2021 Predictions: 4 New Audio Buyers + Food Commerce Gets “Re-stacked”

January 28, 2021 by  Chris Erwin

In 2020 the attention economy accelerated into the passion economy, which we explained in our year end report. But yesterday’s breakthroughs are today’s baseline.

So how will the intersection of media, technology, and commerce evolve in 2021? In part one of this three-part series, we outline our projections below for the Audio and Food Media & Commerce industries.

 

2021 PREDICTION: Audio + Podcasting

New entrants will emerge in the audio buyer-verse. The result will be increased research, internal and external hires, and partner outreach. This will lead to a new wave of audio M&A in 2022 and 2023.

In 2019 and 2020, investments and acquisitions in the audio space began to boom. Some believe that this dramatic rise in valuations and M&A activity is a temporary “Audio Wars” bubble that’s being inflated by Spotify and a few select digital and traditional radio streamers, who, like the video platforms of the “Streaming Wars”, are willing to overpay in the short-term in order to build a competitive moat to own a greater share of audio revenues in the long-term.

This outlook means that demand for audio operators will soon come down. Diminishing the volume and valuations of exits in the space.

We disagree.

In 2020, we observed non-traditional buyers testing the audio M&A waters for both IP and platform technology. The list includes Sonos, Twitter, The New York Times, Amazon, and Sony Music. We also noticed many adjacent consumer industries launch new audio initiatives and partnerships. To us, this signals an upcoming wave of audio explorations, and soon-to-follow spending.
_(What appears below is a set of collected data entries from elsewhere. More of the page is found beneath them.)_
/*
 * SPDX-FileCopyrightText: 2026 The pagerank-pools authors
 *
 * SPDX-License-Identifier: Apache-2.0 OR LGPL-2.1-or-later
 */

//! Blocking synchronization primitives used by the parallel solvers.
//!
//! All waits in this module are untimed: a thread blocks until the condition
//! it is waiting for holds. The primitives are built on [`Mutex`] and
//! [`Condvar`], and every predicate is checked under the mutex that the
//! corresponding notification is sent under, so wakeups cannot be lost.
//!
//! Mutex poisoning is ignored: the critical sections in this module never
//! panic, so a poisoned mutex still protects consistent state.
//!
//! [`Mutex`]: std::sync::Mutex
//! [`Condvar`]: std::sync::Condvar

mod task_queue;
pub use task_queue::TaskQueue;

mod pending;
pub use pending::PendingCounter;

mod task_pool;
pub use task_pool::TaskPool;

mod phase_barrier;
pub use phase_barrier::{BrokenBarrier, PhaseBarrier};
pub(crate) use phase_barrier::BreakOnPanic;

use std::sync::{Mutex, MutexGuard, PoisonError};

#[inline(always)]
fn lock<T>(mutex: &Mutex<T>) -> MutexGuard<'_, T> {
    mutex.lock().unwrap_or_else(PoisonError::into_inner)
}
/*
 * SPDX-FileCopyrightText: 2026 The pagerank-pools authors
 *
 * SPDX-License-Identifier: Apache-2.0 OR LGPL-2.1-or-later
 */

use crate::error::{Error, Result};

/// A mutable directed graph keeping both successor and predecessor lists.
///
/// Nodes are the integers in [0 . . *n*). Each node owns a vector of
/// successors and a vector of predecessors: [`add_arc`](Self::add_arc)
/// appends to both, so the two views always mirror each other, and the
/// outdegree and indegree of a node are just the lengths of its two vectors.
///
/// Arcs can only be added. Duplicate arcs and loops are stored as given: it is
/// up to the caller to avoid them if they are not wanted (the
/// [random generators](crate::graphs::random) never produce loops).
///
/// [Successors](Self::successors) and [predecessors](Self::predecessors) are
/// enumerated starting from the most recently added arc. The rank solvers
/// sum contributions in this order, so the order is part of the numerical
/// contract of the crate.
///
/// The graph is meant to be built once and then shared immutably among
/// threads: all query methods take `&self`.
#[derive(Clone, Debug, PartialEq, Eq, Default)]
pub struct DualGraph {
    /// The number of arcs in the graph.
    num_arcs: u64,
    /// For each node, its list of successors, in insertion order.
    succ: Vec<Vec<usize>>,
    /// For each node, its list of predecessors, in insertion order.
    pred: Vec<Vec<usize>>,
}

impl DualGraph {
    /// Creates a new graph with `n` nodes and no arcs.
    ///
    /// Allocation failures abort the process, as with any standard
    /// collection; use [`try_empty`](Self::try_empty) to handle them.
    pub fn empty(n: usize) -> Self {
        Self {
            num_arcs: 0,
            succ: Vec::from_iter((0..n).map(|_| Vec::new())),
            pred: Vec::from_iter((0..n).map(|_| Vec::new())),
        }
    }

    /// Creates a new graph with `n` nodes and no arcs, reporting allocation
    /// failures as [`Error::Alloc`].
    pub fn try_empty(n: usize) -> Result<Self> {
        let mut succ = Vec::new();
        succ.try_reserve_exact(n).map_err(|source| Error::Alloc {
            what: "successor lists",
            len: n,
            source,
        })?;
        let mut pred = Vec::new();
        pred.try_reserve_exact(n).map_err(|source| Error::Alloc {
            what: "predecessor lists",
            len: n,
            source,
        })?;
        succ.resize_with(n, Vec::new);
        pred.resize_with(n, Vec::new);
        Ok(Self {
            num_arcs: 0,
            succ,
            pred,
        })
    }

    /// Creates a new graph with `n` nodes from an iterator of arcs.
    pub fn from_arcs(n: usize, arcs: impl IntoIterator<Item = (usize, usize)>) -> Self {
        let mut g = Self::empty(n);
        g.add_arcs(arcs);
        g
    }

    /// Adds the arc (`u`, `v`) to the graph.
    ///
    /// # Panics
    ///
    /// This method will panic if one of the given nodes is greater or equal
    /// than the number of nodes in the graph.
    pub fn add_arc(&mut self, u: usize, v: usize) {
        let max = u.max(v);
        if max >= self.succ.len() {
            panic!(
                "Node {} does not exist (the graph has {} nodes)",
                max,
                self.succ.len(),
            );
        }
        self.succ[u].push(v);
        self.pred[v].push(u);
        self.num_arcs += 1;
    }

    /// Adds the arcs returned by an iterator, in order.
    ///
    /// # Panics
    ///
    /// See [`add_arc`](Self::add_arc).
    pub fn add_arcs(&mut self, arcs: impl IntoIterator<Item = (usize, usize)>) -> &mut Self {
        for (u, v) in arcs {
            self.add_arc(u, v);
        }
        self
    }

    /// Returns the number of nodes.
    #[inline(always)]
    pub fn num_nodes(&self) -> usize {
        self.succ.len()
    }

    /// Returns the number of arcs.
    #[inline(always)]
    pub fn num_arcs(&self) -> u64 {
        self.num_arcs
    }

    /// Returns the successors of `node`, most recently added first.
    #[inline(always)]
    pub fn successors(
        &self,
        node: usize,
    ) -> impl ExactSizeIterator<Item = usize> + DoubleEndedIterator + '_ {
        self.succ[node].iter().rev().copied()
    }

    /// Returns the predecessors of `node`, most recently added first.
    #[inline(always)]
    pub fn predecessors(
        &self,
        node: usize,
    ) -> impl ExactSizeIterator<Item = usize> + DoubleEndedIterator + '_ {
        self.pred[node].iter().rev().copied()
    }

    #[inline(always)]
    pub fn outdegree(&self, node: usize) -> usize {
        self.succ[node].len()
    }

    #[inline(always)]
    pub fn indegree(&self, node: usize) -> usize {
        self.pred[node].len()
    }

    /// Returns true if `node` has no successors.
    #[inline(always)]
    pub fn is_dangling(&self, node: usize) -> bool {
        self.succ[node].is_empty()
    }

    /// Returns the number of nodes without successors.
    pub fn num_dangling(&self) -> usize {
        self.succ.iter().filter(|s| s.is_empty()).count()
    }

    /// Returns an iterator over all arcs, in node order and, for each node,
    /// in successor order.
    pub fn arcs(&self) -> impl Iterator<Item = (usize, usize)> + '_ {
        (0..self.num_nodes()).flat_map(move |u| self.successors(u).map(move |v| (u, v)))
    }
}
Specifically, in 2021 we expect an increasing amount of corporate strategy and business development departments, across a wide array of consumer industries, will pursue meaningful research and diligence into understanding the revenue, marketing, and brand-building opportunities in audio. Dedicated hires will be made, consultants will be engaged, partner outreach will increase, and audio build / buy budgets will be recommended in Q4 as part of 2022 planning.

These efforts will lay the foundation for more M&A by the second half of 2022, and particularly the beginning of 2023.

All the upstart audio companies that have recently launched or raised capital, riding the momentum of a hot audio market (including The Ringer and Barstool exits!), will be hot targets and pursued by a growing array of suitors. Meaning, even if the “Audio Wars” M&A activity slows down among the current crop of combatants, the new and well-capitalized entrants will drive said activity up again over the next 18 months.

Below are a few stakeholders in the audio ecosystem who have yet to aggressively pursue M&A.

  • Social Media: In 2020 we saw the emergence of “social audio”. Blame it on “Zoom fatigue”. Twitter acquired Breaker. Clubhouse raised a series A round at a $100 million valuation, despite still being in beta. Discord raised $100 million at a $7 billion valuation. And Telegram launched a group voice chat feature on its social messaging app. In their never-ending quest to expand their share of user time and engagement, the major social platforms continually add new experiences to their platforms in order to keep up with changing user habits and preferences (e.g. Facebook and Instagram adding video stories, Reels, and shopping; Twitter adding Fleets; Reddit acquiring Dubsmash). As social audio moves into the mainstream, we expect the social incumbents to become more acquisitive. Additionally, the existing social audio platforms may want to bolster their ownership of this emerging category by adding premium content to complement existing UGC offerings, and may therefore make acquisitions across the podcasting stack including IP, production, monetization, and data.

  • Hollywood (studios, broadcaster, streamers): In 2020 audio became a valuable weapon in the “Streaming Wars”.  For marketing purposes, top streamers used podcasts to drive users to their platforms by developing “companion content” to generate cultural relevance around their tentpole programming. For content development and acquisition, we’ve seen the audio<>video IP pipeline flow both ways. Not only do top streamers use podcasts to incubate and discover valuable IP, formats, and personalities, which they adapt for video on their platforms, but they also extend popular video-native IP and talent properties into audio in order to fully monetize their popularity with fans. Many of the top SVOD platforms have also signaled that audio will become a more central component of their product experience (e.g. Netflix bringing an audio-only mode to its Android app, HBO Max announcing that it will soon feature podcasts on its platform, and rumors of Apple launching a subscription podcast service to bundle with AppleTV+). But despite this widespread evidence of the OTT world mobilizing around audio, none of the streamers (or parent companies) entered the M&A market until very recently, when Amazon acquired Wondery. We believe this is just the first shoe to drop. In 2020, Hollywood, with the notable exception of Disney, dipped its toe in the podcast waters. In 2021, we’ll see Hollywood fully dive in and lay the groundwork for an upcoming audio shopping spree.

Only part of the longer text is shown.